** TASK OBJECTIVE **
Return, exactly and in full, the lines of the records below starting at the one with "an uncaptioned image" and ending at the one with "let image = match", and no other lines.

· · · ·

use std::path::PathBuf;

use {
    clap::Parser,
    secrecy::ExposeSecret,
    tracing::info,
    tracing_subscriber::{fmt, layer::SubscriberExt, util::SubscriberInitExt, EnvFilter},
};

use courier_chat::{ChatRuntime, Dispatcher};

#[derive(Parser)]
#[command(name = "courier", about = "courier — chat-to-LLM message-relay bridge")]
struct Cli {
    /// Config file path (default: ./courier.toml, then ~/.config/courier/).
    #[arg(long, env = "COURIER_CONFIG")]
    config: Option<PathBuf>,

    /// Log level (trace, debug, info, warn, error).
    #[arg(long, default_value = "info")]
    log_level: String,

    /// Output logs as JSON instead of human-readable.
    #[arg(long, default_value_t = false)]
    json_logs: bool,
}

fn init_logging(level: &str, json: bool) {
    let filter = EnvFilter::try_from_default_env().unwrap_or_else(|_| EnvFilter::new(level));
    if json {
        tracing_subscriber::registry()
            .with(filter)
            .with(fmt::layer().json())
            .init();
    } else {
        tracing_subscriber::registry()
            .with(filter)
            .with(fmt::layer())
            .init();
    }
}

#[tokio::main]
async fn main() -> anyhow::Result<()> {
    let cli = Cli::parse();
    init_logging(&cli.log_level, cli.json_logs);

    let config = courier_config::discover_and_load(cli.config.as_deref())?;
    std::fs::create_dir_all(&config.data_dir)?;

    let backend = courier_providers::build_backend(&config)?;
    info!(
        backend = backend.name(),
        model = backend.model(),
        data_dir = %config.data_dir.display(),
        "courier starting"
    );

    let dispatcher = Dispatcher::new(backend, &config);
    let runtime = ChatRuntime::new(dispatcher, config.max_concurrent_requests);

    let telegram_enabled = !config.telegram.token.expose_secret().is_empty();
    let discord_enabled = !config.discord.token.expose_secret().is_empty();
    anyhow::ensure!(
        telegram_enabled || discord_enabled,
        "no chat platform configured: set telegram.token and/or discord.token"
    );

    info!(
        telegram = telegram_enabled,
        discord = discord_enabled,
        "starting platform adapters"
    );

    let mut adapters = tokio::task::JoinSet::new();
    if telegram_enabled {
        let config = config.clone();
        let runtime = runtime.clone();
        adapters.spawn(async move {
            courier_telegram::run(&config, runtime)
                .await
                .map_err(anyhow::Error::from)
        });
    }
    if discord_enabled {
        let config = config.clone();
        let runtime = runtime.clone();
        adapters.spawn(async move {
            courier_discord::run(&config, runtime)
                .await
                .map_err(anyhow::Error::from)
        });
    }

    // Adapters run until the process is terminated, so any return is a
    // failure worth surfacing.
    while let Some(joined) = adapters.join_next().await {
        joined??;
    }
    Ok(())
}
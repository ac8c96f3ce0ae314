//! Backend dispatcher: envelope construction and backend invocation.

use std::{
    path::{Path, PathBuf},
    sync::Arc,
};

use tracing::{info, warn};

use {
    courier_config::CourierConfig,
    courier_providers::{Backend, Envelope, DEFAULT_IMAGE_PROMPT},
};

/// Built-in system instruction, used unless the config overrides it.
pub const DEFAULT_SYSTEM_PROMPT: &str = "\
You are a multimodal assistant relaying messages for a chat bridge.

CORE RULE (HIGHEST PRIORITY):
Always do EXACTLY what the user asks.

Do NOT reinterpret the task.
Do NOT convert tasks into explanations unless asked.
Do NOT add promotional or descriptive content unless requested.

Execute the task precisely.";

/// Routes every request to the one backend selected at startup.
pub struct Dispatcher {
    backend: Arc<dyn Backend>,
    system_prompt: String,
}

impl Dispatcher {
    pub fn new(backend: Arc<dyn Backend>, config: &CourierConfig) -> Self {
        let system_prompt = config
            .system_prompt
            .clone()
            .unwrap_or_else(|| DEFAULT_SYSTEM_PROMPT.to_string());
        Self {
            backend,
            system_prompt,
        }
    }

    /// Normalize caller input into an [`Envelope`].
    ///
    /// An image attached for a backend without vision support is dropped
    /// with a warning; the text path still runs, and an uncaptioned image
    /// keeps its default user part so the backend never sees an empty
    /// prompt.
    pub fn build_envelope(&self, user_text: Option<&str>, image: Option<&Path>) -> Envelope {
        let mut user_text = user_text.map(str::to_string);
        let image = match image {
            Some(path) if !self.backend.supports_vision() => {
                warn!(
                    backend = self.backend.name(),
                    path = %path.display(),
                    "backend does not support images, dropping attachment"
                );
                if user_text.is_none() {
                    user_text = Some(DEFAULT_IMAGE_PROMPT.to_string());
                }
                None
            },
            other => other.map(PathBuf::from),
        };
        Envelope::new(self.system_prompt.clone(), user_text, image)
    }

    /// Invoke the backend with the normalized request.
    ///
    /// Returns the raw completion (possibly empty, never panics); errors
    /// propagate to the runtime boundary above, which owns degradation.
    pub async fn dispatch(
        &self,
        user_text: Option<&str>,
        image: Option<&Path>,
    ) -> anyhow::Result<String> {
        let envelope = self.build_envelope(user_text, image);

        info!(
            backend = self.backend.name(),
            model = self.backend.model(),
            request = %envelope.summary(),
            "llm request"
        );

        let output = self.backend.generate(&envelope).await?;

        info!(
            backend = self.backend.name(),
            chars = output.len(),
            "llm response"
        );
        Ok(output)
    }
}
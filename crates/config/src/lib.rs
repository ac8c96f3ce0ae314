//! Configuration loading, validation, and env substitution.
//!
//! Config file: `courier.toml`, searched in `./` then `~/.config/courier/`.
//! Supports `${ENV_VAR}` substitution in the raw file before parsing.

pub mod env_subst;
pub mod loader;
pub mod schema;

pub use {
    loader::{discover_and_load, load_config},
    schema::{BackendKind, CourierConfig, DiscordConfig, GeminiConfig, OllamaConfig, TelegramConfig},
};
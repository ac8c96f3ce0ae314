//! Bot construction and the long-polling loop.

use std::time::Duration;

use {
    secrecy::ExposeSecret,
    teloxide::{
        prelude::*,
        types::{AllowedUpdate, UpdateKind},
    },
    tracing::{debug, error, info, warn},
};

use {courier_chat::ChatRuntime, courier_config::CourierConfig};

use crate::{
    error::{Error, Result},
    handlers,
    state::AdapterContext,
};

/// Build a bot whose HTTP client outlives the long-polling timeout (30s),
/// so the client doesn't abort the request before Telegram responds.
///
/// teloxide bundles its own reqwest, so its builder error is not this
/// crate's `reqwest::Error`; map it through a message instead.
fn connect(token: &str) -> Result<Bot> {
    let client = teloxide::net::default_reqwest_settings()
        .timeout(Duration::from_secs(45))
        .build()
        .map_err(|e| Error::message(format!("telegram http client: {e}")))?;
    Ok(Bot::with_client(token, client))
}

/// Run the Telegram adapter. Polls until the process is terminated.
///
/// Each inbound message is handled in its own task, so replies may arrive
/// out of order when backend latency varies; the chat runtime bounds how
/// many backend calls are in flight.
pub async fn run(config: &CourierConfig, runtime: ChatRuntime) -> Result<()> {
    let bot = connect(config.telegram.token.expose_secret())?;

    // Verify credentials, and clear any webhook so long polling works.
    let me = bot.get_me().await?;
    bot.delete_webhook().send().await?;
    info!(username = ?me.username, "telegram bot connected (webhook cleared)");

    let ctx = AdapterContext {
        runtime,
        data_dir: config.data_dir.clone(),
    };

    let mut offset: i32 = 0;
    loop {
        let result = bot
            .get_updates()
            .offset(offset)
            .timeout(30)
            .allowed_updates(vec![AllowedUpdate::Message])
            .await;

        match result {
            Ok(updates) => {
                debug!(count = updates.len(), "got telegram updates");
                for update in updates {
                    offset = update.id.as_offset();
                    if let UpdateKind::Message(msg) = update.kind {
                        let bot = bot.clone();
                        let ctx = ctx.clone();
                        tokio::spawn(async move {
                            if let Err(e) = handlers::handle_message(msg, &bot, &ctx).await {
                                error!(error = %e, "error handling telegram message");
                            }
                        });
                    }
                }
            },
            Err(e) => {
                warn!(error = %e, "telegram get_updates failed, backing off");
                tokio::time::sleep(Duration::from_secs(2)).await;
            },
        }
    }
}

#[cfg(test)]
#[allow(clippy::unwrap_used, clippy::expect_used)]
mod tests {
    use super::*;

    #[test]
    fn connect_builds_bot_with_polling_client() {
        let bot = connect("123456:fake_token_for_unit_tests");
        assert!(bot.is_ok());
    }
}
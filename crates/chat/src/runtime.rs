//! Safe async boundary between platform adapters and the dispatcher.
//!
//! Adapters run a single cooperative event loop; the backend call is
//! offloaded to its own task so the loop only suspends while awaiting the
//! result. Failures never cross this boundary — callers always receive a
//! displayable string.

use std::{path::PathBuf, sync::Arc};

use {
    tokio::sync::Semaphore,
    tracing::{debug, error},
};

use crate::{dispatch::Dispatcher, sanitize::polish};

/// Fixed user-facing reply for any generation failure. Diagnostic detail
/// goes to the log, never to the user.
pub const GENERATION_ERROR_REPLY: &str = "Error generating response.";

/// Shared per-process pipeline handle, cloned into every adapter.
#[derive(Clone)]
pub struct ChatRuntime {
    dispatcher: Arc<Dispatcher>,
    permits: Arc<Semaphore>,
}

impl ChatRuntime {
    /// `max_concurrent` bounds in-flight backend calls across all adapters.
    pub fn new(dispatcher: Dispatcher, max_concurrent: usize) -> Self {
        Self {
            dispatcher: Arc::new(dispatcher),
            permits: Arc::new(Semaphore::new(max_concurrent.max(1))),
        }
    }

    /// Run the full pipeline for one inbound message and return display
    /// text.
    ///
    /// Never panics and never returns an error: backend failures are logged
    /// with their full chain and surfaced as [`GENERATION_ERROR_REPLY`].
    /// No retries, no timeouts, no cancellation once dispatched.
    pub async fn run_llm(&self, user_text: Option<String>, image: Option<PathBuf>) -> String {
        let permit = match Arc::clone(&self.permits).acquire_owned().await {
            Ok(permit) => permit,
            Err(_) => {
                // Semaphore is never closed; reachable only during shutdown.
                error!("llm worker pool closed");
                return GENERATION_ERROR_REPLY.to_string();
            },
        };

        let dispatcher = Arc::clone(&self.dispatcher);
        let handle = tokio::spawn(async move {
            let _permit = permit;
            dispatcher
                .dispatch(user_text.as_deref(), image.as_deref())
                .await
        });

        match handle.await {
            Ok(Ok(raw)) => {
                let polished = polish(Some(&raw));
                debug!(chars = polished.len(), "final output");
                polished
            },
            Ok(Err(e)) => {
                error!(error = %format!("{e:#}"), "llm generation failed");
                GENERATION_ERROR_REPLY.to_string()
            },
            Err(e) => {
                error!(error = %e, "llm task failed to complete");
                GENERATION_ERROR_REPLY.to_string()
            },
        }
    }
}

· · · ·

** TASK RESULT **
    /// with a warning; the text path still runs, and an uncaptioned image
    /// keeps its default user part so the backend never sees an empty
    /// prompt.
    pub fn build_envelope(&self, user_text: Option<&str>, image: Option<&Path>) -> Envelope {
        let mut user_text = user_text.map(str::to_string);
        let image = match image {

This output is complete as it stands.